▶ Source records
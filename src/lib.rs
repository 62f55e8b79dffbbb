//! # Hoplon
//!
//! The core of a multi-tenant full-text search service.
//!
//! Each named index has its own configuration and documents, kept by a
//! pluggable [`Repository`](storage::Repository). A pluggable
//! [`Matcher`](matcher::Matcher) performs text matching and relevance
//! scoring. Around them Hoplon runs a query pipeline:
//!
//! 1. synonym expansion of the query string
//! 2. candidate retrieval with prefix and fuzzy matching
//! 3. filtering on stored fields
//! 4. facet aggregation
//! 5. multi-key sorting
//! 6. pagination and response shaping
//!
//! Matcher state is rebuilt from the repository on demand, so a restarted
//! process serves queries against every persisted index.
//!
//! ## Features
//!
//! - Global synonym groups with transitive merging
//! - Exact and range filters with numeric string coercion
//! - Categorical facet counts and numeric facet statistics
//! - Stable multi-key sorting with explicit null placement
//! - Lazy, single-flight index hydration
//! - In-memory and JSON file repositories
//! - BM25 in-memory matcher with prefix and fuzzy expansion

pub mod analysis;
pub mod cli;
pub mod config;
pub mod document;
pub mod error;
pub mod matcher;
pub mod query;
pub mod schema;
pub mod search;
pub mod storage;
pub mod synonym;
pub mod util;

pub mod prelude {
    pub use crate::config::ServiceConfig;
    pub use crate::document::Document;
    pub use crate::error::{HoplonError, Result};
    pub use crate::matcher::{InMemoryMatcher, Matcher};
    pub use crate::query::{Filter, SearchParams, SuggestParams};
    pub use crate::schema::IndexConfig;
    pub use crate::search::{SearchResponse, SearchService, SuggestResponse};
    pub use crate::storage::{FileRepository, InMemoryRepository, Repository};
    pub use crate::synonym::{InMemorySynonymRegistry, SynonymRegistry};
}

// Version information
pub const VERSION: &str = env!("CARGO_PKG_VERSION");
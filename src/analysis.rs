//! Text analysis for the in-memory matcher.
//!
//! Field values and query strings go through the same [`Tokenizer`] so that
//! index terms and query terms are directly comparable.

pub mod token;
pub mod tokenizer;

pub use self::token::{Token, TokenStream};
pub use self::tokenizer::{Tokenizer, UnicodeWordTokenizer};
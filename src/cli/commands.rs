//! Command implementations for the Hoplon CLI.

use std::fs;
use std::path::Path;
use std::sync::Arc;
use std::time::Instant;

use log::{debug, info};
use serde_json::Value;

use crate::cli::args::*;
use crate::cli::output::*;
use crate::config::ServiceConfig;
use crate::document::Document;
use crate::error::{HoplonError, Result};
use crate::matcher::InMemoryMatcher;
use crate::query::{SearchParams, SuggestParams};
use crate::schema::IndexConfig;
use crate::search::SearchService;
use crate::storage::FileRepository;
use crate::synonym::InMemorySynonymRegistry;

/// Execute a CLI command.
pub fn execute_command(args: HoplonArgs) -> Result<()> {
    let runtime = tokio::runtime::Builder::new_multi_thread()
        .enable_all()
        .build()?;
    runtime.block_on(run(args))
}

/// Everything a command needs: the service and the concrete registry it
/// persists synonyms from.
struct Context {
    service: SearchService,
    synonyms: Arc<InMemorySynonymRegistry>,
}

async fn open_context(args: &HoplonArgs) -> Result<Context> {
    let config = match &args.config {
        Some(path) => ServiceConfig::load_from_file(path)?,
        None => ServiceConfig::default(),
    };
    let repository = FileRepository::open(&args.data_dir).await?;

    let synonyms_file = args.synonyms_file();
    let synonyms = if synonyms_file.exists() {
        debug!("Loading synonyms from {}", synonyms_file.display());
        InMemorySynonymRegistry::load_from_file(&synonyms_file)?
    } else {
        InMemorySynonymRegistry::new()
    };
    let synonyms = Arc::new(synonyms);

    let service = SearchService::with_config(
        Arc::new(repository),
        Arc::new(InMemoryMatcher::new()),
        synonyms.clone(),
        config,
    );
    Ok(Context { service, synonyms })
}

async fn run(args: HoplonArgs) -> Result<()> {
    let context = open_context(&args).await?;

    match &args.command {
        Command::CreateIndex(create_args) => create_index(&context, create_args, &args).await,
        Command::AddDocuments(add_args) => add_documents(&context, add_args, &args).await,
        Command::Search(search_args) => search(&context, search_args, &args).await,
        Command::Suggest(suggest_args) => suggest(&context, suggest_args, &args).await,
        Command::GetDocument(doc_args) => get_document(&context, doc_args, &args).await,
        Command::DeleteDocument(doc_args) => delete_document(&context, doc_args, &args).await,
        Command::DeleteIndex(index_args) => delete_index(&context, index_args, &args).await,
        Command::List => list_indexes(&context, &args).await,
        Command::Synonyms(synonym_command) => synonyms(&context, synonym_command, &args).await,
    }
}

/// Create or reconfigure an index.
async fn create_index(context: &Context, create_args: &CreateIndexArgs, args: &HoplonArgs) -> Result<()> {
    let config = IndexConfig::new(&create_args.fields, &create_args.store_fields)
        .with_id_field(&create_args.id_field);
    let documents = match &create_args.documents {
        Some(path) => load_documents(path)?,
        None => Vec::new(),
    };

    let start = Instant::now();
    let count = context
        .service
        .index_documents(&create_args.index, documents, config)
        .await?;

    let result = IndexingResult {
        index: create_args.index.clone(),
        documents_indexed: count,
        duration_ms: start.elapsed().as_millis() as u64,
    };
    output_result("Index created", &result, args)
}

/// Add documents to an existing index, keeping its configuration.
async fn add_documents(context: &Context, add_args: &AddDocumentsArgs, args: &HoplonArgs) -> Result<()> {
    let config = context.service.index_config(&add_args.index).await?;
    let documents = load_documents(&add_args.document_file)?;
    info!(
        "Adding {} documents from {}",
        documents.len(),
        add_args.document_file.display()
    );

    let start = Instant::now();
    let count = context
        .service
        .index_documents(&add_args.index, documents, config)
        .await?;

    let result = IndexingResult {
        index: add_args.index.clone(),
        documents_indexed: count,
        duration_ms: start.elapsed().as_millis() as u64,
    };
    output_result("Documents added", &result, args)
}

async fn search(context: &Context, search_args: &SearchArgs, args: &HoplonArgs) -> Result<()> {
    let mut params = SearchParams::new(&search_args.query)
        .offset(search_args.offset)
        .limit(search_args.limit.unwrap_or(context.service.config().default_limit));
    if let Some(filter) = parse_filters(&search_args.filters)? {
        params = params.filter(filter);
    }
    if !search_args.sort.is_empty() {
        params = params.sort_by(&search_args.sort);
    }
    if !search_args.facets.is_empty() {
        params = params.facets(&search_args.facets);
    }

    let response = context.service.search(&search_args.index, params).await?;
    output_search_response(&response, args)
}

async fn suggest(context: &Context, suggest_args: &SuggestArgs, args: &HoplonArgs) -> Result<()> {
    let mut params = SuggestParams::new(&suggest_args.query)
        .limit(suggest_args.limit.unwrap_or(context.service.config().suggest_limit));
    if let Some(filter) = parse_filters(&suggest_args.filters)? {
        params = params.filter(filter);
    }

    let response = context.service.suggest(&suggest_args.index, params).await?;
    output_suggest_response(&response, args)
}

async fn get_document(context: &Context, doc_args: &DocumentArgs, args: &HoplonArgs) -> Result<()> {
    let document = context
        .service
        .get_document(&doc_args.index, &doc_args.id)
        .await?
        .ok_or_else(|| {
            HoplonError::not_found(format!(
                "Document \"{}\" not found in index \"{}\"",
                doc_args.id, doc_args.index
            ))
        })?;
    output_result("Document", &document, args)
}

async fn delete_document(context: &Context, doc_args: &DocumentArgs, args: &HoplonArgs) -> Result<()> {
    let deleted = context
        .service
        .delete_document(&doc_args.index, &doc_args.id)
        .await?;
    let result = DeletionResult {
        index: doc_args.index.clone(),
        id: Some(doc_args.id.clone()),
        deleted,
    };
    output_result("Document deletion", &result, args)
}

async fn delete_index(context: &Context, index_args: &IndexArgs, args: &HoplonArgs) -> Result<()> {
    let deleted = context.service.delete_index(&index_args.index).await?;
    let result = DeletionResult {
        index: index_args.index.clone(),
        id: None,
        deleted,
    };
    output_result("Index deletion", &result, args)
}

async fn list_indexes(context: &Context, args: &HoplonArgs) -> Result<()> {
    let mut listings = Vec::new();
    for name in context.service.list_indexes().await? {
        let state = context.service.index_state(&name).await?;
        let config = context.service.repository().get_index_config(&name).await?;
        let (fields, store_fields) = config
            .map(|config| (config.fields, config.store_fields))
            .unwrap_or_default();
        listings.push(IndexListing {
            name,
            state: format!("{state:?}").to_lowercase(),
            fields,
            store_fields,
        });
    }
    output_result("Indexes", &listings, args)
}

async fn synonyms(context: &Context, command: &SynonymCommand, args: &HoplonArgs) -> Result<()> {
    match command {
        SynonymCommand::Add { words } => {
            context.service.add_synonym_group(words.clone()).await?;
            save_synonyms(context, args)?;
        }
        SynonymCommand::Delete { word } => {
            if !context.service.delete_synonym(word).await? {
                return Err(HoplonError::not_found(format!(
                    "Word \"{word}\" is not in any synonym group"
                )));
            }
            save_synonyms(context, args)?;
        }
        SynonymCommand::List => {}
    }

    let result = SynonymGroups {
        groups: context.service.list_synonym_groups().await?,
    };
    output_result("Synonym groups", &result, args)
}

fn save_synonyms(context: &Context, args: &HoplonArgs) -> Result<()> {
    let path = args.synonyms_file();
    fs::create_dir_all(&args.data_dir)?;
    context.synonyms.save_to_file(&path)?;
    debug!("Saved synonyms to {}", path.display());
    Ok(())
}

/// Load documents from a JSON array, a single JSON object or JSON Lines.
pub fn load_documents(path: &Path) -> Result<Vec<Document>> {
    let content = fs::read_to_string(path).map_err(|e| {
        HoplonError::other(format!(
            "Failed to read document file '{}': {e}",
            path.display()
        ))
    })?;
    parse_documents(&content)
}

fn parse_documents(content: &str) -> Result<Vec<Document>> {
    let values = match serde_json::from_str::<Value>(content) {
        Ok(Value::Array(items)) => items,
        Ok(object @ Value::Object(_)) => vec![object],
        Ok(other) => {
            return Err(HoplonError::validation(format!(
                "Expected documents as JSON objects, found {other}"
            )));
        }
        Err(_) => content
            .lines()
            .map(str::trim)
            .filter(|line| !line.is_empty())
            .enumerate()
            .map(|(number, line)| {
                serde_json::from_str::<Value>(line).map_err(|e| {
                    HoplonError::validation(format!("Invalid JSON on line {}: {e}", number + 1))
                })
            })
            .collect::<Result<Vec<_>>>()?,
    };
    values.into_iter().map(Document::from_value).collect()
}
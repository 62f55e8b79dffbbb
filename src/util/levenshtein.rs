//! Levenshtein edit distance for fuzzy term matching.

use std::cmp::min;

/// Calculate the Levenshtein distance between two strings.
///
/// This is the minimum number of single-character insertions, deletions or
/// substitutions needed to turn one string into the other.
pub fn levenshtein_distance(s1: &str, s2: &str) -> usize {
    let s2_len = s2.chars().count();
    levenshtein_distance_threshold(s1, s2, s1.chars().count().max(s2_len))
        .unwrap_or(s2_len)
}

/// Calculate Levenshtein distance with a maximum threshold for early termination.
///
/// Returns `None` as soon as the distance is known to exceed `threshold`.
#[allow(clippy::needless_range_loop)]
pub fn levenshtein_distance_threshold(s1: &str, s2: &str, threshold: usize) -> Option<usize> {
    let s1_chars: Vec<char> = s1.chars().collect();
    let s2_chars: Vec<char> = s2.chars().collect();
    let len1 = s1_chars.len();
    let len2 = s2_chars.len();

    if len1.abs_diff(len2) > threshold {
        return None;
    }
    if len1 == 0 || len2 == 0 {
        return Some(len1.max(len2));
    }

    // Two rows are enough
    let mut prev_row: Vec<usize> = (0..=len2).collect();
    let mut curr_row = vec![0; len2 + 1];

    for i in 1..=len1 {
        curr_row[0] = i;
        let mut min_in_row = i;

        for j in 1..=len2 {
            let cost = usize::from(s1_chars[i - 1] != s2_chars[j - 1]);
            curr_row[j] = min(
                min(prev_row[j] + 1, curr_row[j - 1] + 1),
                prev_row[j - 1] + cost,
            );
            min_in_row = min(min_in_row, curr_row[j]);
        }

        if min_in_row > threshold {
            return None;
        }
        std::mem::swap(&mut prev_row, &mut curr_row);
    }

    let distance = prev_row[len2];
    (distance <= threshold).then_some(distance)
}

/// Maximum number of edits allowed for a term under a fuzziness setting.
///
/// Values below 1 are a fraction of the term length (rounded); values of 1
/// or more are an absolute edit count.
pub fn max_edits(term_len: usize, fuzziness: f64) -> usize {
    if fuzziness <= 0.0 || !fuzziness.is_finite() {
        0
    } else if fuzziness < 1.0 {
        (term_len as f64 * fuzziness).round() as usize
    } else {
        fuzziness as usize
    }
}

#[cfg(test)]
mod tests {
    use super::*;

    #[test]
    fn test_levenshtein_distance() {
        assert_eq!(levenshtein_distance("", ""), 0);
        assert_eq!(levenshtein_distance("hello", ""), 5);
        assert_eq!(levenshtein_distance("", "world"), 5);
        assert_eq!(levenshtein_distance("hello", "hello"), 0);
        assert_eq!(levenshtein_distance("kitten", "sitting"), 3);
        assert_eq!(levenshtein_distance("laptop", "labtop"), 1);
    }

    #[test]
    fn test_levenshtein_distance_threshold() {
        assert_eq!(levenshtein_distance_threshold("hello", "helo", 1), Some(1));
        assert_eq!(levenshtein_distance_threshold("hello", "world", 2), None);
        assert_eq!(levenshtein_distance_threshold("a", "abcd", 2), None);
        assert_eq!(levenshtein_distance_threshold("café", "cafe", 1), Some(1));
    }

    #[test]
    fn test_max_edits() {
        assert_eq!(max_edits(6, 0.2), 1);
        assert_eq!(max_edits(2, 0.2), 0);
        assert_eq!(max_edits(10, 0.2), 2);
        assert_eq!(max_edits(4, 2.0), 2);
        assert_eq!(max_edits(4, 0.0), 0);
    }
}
==
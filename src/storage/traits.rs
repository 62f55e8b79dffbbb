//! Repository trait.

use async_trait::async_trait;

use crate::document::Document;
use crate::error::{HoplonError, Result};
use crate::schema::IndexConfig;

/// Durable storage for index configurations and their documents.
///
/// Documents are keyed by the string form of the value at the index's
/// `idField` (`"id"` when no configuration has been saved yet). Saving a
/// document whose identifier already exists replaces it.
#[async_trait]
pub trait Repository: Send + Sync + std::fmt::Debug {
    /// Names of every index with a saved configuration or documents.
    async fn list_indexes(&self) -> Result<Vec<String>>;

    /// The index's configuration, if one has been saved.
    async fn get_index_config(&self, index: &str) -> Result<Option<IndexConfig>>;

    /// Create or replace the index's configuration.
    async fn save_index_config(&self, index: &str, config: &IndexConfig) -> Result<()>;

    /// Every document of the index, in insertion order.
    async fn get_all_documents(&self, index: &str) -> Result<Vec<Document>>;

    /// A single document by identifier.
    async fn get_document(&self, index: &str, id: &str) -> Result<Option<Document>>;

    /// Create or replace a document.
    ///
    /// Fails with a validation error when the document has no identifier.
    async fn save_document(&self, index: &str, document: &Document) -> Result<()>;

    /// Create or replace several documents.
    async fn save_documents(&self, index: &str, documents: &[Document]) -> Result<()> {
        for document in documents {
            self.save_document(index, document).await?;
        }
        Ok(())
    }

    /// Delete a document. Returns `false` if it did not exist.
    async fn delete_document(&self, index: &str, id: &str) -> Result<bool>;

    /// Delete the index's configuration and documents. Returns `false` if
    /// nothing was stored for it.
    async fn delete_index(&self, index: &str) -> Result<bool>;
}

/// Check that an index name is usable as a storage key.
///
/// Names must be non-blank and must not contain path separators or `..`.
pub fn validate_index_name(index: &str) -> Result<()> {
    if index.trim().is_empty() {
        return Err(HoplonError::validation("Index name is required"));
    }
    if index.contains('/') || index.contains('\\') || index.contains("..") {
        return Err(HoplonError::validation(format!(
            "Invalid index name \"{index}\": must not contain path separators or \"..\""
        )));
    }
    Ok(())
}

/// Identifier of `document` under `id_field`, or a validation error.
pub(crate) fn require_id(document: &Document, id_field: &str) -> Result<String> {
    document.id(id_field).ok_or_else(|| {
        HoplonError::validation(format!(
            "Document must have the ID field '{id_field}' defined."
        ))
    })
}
* * *
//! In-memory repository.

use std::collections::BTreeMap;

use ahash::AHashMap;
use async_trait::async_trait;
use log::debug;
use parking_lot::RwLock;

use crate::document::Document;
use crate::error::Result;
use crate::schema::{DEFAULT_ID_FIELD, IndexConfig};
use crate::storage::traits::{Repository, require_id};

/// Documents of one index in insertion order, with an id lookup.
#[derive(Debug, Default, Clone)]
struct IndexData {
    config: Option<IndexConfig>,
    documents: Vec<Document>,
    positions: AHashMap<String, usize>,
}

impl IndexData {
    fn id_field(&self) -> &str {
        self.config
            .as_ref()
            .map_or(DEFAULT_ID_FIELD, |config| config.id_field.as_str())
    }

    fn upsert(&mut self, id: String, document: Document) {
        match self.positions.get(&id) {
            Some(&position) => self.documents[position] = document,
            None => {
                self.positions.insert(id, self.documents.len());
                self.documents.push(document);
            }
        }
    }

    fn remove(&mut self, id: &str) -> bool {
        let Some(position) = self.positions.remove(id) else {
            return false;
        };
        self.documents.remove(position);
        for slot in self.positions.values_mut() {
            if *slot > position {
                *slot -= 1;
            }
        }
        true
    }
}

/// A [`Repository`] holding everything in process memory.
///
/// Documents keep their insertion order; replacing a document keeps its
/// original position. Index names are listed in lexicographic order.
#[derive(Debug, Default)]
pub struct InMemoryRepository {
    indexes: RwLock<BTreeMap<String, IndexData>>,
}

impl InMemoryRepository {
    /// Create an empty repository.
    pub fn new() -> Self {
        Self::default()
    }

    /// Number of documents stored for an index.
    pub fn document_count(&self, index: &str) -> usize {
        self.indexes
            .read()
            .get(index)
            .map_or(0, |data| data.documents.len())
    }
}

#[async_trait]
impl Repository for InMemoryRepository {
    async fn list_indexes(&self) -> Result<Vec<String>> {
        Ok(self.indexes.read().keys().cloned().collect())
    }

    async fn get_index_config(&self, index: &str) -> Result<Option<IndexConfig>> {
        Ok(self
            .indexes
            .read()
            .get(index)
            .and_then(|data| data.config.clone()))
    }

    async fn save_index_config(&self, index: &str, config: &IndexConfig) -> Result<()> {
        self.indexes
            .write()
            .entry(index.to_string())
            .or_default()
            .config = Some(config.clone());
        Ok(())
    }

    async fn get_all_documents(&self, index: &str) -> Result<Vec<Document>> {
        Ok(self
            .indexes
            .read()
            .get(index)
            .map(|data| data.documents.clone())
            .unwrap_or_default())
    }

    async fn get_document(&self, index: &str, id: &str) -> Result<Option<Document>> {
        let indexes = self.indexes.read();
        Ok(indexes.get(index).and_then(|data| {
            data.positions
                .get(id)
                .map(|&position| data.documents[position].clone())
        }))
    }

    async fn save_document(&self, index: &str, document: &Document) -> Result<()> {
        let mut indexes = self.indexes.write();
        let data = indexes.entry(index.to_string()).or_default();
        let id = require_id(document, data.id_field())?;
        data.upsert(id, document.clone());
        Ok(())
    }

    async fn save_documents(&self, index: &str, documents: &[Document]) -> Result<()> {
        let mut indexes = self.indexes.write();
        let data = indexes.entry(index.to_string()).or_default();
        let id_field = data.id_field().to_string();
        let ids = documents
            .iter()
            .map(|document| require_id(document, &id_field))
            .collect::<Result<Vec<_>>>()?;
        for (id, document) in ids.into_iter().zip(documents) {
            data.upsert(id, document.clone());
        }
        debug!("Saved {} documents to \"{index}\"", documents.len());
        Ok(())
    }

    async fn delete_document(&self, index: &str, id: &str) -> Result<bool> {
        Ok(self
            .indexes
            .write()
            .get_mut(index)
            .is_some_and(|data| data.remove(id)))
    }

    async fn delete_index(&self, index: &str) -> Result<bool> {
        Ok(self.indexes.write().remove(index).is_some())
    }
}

▶ TASK DETAILS
How many of the lines above hold the word "FileRepository"? Give only that number.

▶ REPLY
3